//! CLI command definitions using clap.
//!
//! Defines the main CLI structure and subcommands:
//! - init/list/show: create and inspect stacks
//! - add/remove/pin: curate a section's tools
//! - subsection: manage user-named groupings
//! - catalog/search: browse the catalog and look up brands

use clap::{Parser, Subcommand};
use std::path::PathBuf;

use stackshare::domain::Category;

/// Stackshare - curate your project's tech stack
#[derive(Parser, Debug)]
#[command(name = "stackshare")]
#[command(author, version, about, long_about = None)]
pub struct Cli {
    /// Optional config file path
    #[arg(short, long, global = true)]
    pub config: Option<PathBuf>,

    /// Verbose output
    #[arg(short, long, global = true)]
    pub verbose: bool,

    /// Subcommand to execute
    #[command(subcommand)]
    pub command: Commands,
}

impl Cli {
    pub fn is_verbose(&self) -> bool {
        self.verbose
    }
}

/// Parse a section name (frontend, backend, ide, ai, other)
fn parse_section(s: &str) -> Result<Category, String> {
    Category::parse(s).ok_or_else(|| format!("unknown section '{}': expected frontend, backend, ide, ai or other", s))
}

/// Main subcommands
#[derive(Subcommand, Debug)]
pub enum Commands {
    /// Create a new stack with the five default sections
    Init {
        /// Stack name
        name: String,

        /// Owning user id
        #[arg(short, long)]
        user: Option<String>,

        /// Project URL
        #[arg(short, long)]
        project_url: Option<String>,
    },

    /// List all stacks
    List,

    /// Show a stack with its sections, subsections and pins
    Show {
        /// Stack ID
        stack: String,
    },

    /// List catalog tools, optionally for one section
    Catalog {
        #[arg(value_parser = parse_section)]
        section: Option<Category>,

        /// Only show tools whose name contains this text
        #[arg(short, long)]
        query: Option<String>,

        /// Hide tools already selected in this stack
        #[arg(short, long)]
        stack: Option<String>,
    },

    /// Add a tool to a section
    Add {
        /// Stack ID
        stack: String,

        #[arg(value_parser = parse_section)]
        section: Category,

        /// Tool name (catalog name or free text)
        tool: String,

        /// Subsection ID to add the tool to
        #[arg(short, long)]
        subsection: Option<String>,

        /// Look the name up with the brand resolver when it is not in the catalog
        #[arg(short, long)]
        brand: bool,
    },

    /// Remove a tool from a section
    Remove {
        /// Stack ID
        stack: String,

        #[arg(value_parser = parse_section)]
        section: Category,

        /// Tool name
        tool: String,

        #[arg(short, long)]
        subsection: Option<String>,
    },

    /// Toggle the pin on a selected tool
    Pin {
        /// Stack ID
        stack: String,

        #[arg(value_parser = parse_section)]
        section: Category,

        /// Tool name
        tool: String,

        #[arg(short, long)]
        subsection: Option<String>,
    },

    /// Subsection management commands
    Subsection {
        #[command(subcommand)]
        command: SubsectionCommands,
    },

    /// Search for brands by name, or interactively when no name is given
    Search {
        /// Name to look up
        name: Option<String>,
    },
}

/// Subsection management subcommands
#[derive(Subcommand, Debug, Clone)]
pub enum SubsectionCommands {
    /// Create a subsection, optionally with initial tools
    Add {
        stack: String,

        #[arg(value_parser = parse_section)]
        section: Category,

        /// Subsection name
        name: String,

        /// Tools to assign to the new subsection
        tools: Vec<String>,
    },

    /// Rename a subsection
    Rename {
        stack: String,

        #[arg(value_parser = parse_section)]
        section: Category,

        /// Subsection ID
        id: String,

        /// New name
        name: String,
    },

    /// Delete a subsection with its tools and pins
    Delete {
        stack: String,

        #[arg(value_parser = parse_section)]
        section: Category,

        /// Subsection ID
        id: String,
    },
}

* * *

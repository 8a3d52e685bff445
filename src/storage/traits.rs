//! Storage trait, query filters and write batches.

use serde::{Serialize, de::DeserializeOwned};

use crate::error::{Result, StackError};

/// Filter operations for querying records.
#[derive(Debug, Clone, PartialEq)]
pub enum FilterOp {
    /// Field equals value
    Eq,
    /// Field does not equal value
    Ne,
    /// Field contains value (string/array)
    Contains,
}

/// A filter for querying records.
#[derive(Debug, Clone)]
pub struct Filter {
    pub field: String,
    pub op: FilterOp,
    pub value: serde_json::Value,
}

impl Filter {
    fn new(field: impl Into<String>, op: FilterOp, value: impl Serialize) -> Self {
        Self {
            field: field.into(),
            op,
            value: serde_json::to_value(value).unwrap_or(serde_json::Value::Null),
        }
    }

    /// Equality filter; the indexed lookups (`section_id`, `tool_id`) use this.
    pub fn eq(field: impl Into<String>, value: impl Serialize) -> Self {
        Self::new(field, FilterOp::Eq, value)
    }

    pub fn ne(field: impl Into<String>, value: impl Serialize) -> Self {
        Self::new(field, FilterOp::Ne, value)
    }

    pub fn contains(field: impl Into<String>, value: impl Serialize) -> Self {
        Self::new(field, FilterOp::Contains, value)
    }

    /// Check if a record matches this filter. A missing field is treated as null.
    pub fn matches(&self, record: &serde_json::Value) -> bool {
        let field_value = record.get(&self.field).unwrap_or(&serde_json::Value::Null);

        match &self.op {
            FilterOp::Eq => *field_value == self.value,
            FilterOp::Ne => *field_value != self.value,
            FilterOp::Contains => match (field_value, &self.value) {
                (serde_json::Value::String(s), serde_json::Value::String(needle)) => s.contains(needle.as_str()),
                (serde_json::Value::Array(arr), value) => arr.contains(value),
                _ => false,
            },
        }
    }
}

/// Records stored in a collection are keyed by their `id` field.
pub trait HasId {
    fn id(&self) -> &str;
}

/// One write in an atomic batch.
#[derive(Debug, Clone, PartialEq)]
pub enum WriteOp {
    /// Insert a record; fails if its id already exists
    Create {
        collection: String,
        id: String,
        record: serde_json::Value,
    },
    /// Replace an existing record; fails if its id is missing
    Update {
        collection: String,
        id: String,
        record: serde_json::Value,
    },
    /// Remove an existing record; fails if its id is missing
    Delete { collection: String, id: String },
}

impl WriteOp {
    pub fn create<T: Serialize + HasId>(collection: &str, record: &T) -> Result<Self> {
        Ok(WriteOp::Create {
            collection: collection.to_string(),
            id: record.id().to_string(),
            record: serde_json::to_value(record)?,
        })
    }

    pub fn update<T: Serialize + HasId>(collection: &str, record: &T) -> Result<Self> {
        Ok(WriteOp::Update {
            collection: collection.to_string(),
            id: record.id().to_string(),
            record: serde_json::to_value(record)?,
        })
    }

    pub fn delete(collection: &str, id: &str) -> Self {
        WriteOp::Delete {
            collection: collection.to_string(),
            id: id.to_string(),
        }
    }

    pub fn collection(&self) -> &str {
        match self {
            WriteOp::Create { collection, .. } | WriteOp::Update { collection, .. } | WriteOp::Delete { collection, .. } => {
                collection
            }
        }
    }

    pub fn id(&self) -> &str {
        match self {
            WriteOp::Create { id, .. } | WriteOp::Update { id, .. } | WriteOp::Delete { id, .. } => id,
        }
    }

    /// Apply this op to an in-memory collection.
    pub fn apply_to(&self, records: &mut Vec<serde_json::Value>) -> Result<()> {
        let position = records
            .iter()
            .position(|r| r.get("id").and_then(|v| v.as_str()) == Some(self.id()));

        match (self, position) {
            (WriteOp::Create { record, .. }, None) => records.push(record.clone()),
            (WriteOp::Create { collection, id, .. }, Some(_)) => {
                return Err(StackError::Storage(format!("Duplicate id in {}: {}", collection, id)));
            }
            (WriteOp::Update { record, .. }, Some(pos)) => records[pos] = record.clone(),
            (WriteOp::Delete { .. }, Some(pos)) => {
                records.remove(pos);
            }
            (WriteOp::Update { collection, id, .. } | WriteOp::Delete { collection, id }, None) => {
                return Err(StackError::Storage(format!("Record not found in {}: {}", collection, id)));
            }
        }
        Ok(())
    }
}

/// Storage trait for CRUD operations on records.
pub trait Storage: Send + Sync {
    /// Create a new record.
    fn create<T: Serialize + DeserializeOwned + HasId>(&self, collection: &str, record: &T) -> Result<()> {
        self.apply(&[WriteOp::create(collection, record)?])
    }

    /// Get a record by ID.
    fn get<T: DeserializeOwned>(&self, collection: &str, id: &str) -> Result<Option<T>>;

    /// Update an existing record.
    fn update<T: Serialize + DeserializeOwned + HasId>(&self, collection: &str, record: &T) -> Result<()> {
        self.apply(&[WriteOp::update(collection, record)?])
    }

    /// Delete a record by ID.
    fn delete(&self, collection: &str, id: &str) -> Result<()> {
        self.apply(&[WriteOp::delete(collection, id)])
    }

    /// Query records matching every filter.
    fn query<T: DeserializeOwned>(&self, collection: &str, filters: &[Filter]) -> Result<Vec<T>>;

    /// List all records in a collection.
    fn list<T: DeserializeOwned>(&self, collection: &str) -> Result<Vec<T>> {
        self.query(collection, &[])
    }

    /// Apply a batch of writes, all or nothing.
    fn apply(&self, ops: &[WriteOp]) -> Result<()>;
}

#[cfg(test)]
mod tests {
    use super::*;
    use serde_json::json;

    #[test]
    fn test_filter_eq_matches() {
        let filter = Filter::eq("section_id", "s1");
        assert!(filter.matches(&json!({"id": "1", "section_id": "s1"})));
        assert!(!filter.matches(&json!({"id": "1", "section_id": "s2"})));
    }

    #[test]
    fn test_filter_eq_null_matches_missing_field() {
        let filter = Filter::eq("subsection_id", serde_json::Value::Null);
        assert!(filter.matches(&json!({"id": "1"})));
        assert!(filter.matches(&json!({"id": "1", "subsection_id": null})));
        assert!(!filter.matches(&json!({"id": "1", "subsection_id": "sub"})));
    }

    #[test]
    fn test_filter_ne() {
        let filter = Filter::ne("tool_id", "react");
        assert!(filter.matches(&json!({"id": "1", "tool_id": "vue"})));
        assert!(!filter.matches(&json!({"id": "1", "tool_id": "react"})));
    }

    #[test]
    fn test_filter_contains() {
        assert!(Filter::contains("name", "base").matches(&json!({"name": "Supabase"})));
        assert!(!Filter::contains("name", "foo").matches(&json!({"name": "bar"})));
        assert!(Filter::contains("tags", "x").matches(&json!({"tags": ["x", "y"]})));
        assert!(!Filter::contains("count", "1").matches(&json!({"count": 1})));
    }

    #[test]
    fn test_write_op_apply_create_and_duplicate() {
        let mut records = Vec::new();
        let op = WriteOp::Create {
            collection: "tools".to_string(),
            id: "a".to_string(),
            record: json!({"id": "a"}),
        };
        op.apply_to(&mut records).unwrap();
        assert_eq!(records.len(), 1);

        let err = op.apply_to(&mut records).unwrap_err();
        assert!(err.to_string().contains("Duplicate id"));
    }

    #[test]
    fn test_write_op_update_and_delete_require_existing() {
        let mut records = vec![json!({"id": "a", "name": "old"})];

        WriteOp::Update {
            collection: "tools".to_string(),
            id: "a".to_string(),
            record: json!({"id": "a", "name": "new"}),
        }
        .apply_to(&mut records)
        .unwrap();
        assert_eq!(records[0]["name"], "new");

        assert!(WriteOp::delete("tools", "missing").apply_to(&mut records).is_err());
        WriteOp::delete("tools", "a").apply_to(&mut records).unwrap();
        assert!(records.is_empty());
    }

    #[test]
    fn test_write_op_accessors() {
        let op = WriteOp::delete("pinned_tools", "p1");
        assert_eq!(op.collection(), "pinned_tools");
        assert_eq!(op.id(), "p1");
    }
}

--

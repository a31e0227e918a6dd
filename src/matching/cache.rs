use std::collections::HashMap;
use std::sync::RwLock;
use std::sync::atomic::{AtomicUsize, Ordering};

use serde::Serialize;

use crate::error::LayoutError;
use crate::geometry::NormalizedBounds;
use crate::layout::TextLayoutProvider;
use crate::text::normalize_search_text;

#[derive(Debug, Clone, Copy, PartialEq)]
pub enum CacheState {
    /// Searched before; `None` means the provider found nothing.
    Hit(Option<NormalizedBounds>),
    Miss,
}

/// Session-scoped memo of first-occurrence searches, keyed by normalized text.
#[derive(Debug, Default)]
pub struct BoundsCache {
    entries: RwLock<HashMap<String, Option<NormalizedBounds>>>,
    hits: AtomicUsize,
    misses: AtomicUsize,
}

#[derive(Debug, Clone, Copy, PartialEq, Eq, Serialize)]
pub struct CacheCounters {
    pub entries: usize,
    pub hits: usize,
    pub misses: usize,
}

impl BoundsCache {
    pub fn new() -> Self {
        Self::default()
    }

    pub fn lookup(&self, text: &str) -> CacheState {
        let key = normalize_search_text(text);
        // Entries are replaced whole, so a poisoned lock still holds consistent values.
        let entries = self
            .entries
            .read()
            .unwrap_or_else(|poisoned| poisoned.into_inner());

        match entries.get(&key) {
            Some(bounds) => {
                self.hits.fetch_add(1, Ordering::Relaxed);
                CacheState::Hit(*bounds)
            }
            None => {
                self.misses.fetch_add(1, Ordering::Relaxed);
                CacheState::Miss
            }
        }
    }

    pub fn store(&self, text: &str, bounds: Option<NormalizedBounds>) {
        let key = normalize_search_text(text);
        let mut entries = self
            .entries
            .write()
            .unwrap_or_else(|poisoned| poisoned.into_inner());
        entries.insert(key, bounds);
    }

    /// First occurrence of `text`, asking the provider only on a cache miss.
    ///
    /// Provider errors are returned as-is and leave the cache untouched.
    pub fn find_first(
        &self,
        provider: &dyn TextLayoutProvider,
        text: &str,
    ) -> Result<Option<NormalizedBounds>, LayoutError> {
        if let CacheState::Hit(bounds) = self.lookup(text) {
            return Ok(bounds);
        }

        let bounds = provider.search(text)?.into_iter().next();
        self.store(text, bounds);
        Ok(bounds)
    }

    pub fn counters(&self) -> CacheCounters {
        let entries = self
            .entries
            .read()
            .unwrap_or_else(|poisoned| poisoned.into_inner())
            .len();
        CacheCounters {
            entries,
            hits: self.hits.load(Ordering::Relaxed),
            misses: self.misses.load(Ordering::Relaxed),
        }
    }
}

Assigned task: Everything above from the line containing "String, id: String" down to the line containing "a new record." should be copied exactly, both end lines included, and nothing else.

Exercise result:
    Delete { collection: String, id: String },
}

impl WriteOp {
    pub fn create<T: Serialize + HasId>(collection: &str, record: &T) -> Result<Self> {
        Ok(WriteOp::Create {
            collection: collection.to_string(),
            id: record.id().to_string(),
            record: serde_json::to_value(record)?,
        })
    }

    pub fn update<T: Serialize + HasId>(collection: &str, record: &T) -> Result<Self> {
        Ok(WriteOp::Update {
            collection: collection.to_string(),
            id: record.id().to_string(),
            record: serde_json::to_value(record)?,
        })
    }

    pub fn delete(collection: &str, id: &str) -> Self {
        WriteOp::Delete {
            collection: collection.to_string(),
            id: id.to_string(),
        }
    }

    pub fn collection(&self) -> &str {
        match self {
            WriteOp::Create { collection, .. } | WriteOp::Update { collection, .. } | WriteOp::Delete { collection, .. } => {
                collection
            }
        }
    }

    pub fn id(&self) -> &str {
        match self {
            WriteOp::Create { id, .. } | WriteOp::Update { id, .. } | WriteOp::Delete { id, .. } => id,
        }
    }

    /// Apply this op to an in-memory collection.
    pub fn apply_to(&self, records: &mut Vec<serde_json::Value>) -> Result<()> {
        let position = records
            .iter()
            .position(|r| r.get("id").and_then(|v| v.as_str()) == Some(self.id()));

        match (self, position) {
            (WriteOp::Create { record, .. }, None) => records.push(record.clone()),
            (WriteOp::Create { collection, id, .. }, Some(_)) => {
                return Err(StackError::Storage(format!("Duplicate id in {}: {}", collection, id)));
            }
            (WriteOp::Update { record, .. }, Some(pos)) => records[pos] = record.clone(),
            (WriteOp::Delete { .. }, Some(pos)) => {
                records.remove(pos);
            }
            (WriteOp::Update { collection, id, .. } | WriteOp::Delete { collection, id }, None) => {
                return Err(StackError::Storage(format!("Record not found in {}: {}", collection, id)));
            }
        }
        Ok(())
    }
}

/// Storage trait for CRUD operations on records.
pub trait Storage: Send + Sync {
    /// Create a new record.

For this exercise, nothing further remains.